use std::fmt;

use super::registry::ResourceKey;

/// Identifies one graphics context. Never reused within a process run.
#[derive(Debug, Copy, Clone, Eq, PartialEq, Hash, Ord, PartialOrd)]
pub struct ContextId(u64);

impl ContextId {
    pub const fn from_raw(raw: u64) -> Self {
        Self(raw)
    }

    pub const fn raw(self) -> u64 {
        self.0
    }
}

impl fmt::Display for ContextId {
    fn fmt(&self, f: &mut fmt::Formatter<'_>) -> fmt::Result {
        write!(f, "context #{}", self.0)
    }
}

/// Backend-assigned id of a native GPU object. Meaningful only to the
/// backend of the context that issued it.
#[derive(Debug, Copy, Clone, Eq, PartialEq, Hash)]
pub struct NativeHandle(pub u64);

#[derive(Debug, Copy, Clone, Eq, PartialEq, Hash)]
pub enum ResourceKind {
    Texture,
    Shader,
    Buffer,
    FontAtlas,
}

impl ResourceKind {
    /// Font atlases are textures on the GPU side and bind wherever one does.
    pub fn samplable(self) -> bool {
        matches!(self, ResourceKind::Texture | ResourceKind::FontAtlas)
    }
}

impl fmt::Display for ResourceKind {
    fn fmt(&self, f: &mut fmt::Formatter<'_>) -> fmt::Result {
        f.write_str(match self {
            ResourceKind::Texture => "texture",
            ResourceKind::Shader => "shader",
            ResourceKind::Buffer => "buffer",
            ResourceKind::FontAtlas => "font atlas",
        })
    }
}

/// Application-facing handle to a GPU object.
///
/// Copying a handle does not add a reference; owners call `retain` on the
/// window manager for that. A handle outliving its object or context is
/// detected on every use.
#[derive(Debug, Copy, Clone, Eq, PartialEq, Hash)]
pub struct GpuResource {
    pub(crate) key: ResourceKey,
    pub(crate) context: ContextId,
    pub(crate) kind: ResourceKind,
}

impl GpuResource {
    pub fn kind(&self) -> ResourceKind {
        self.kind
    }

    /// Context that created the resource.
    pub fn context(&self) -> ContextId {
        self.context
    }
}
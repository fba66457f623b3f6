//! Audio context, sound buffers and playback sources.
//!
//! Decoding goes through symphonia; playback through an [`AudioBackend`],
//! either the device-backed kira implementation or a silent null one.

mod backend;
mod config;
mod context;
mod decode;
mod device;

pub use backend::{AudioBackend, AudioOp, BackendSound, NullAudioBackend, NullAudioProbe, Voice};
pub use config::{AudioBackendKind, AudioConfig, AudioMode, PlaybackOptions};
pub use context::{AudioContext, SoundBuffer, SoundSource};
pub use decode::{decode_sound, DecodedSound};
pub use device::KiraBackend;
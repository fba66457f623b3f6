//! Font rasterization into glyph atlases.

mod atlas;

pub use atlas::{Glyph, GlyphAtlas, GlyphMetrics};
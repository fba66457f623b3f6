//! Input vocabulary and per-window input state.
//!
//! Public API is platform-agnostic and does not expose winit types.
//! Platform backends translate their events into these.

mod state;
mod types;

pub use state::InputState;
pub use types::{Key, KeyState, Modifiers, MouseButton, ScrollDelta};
======
• [WORK TASK] State how many lines of the data above contain the string "that", and give no other words.

• [SOLVED EXERCISE] 3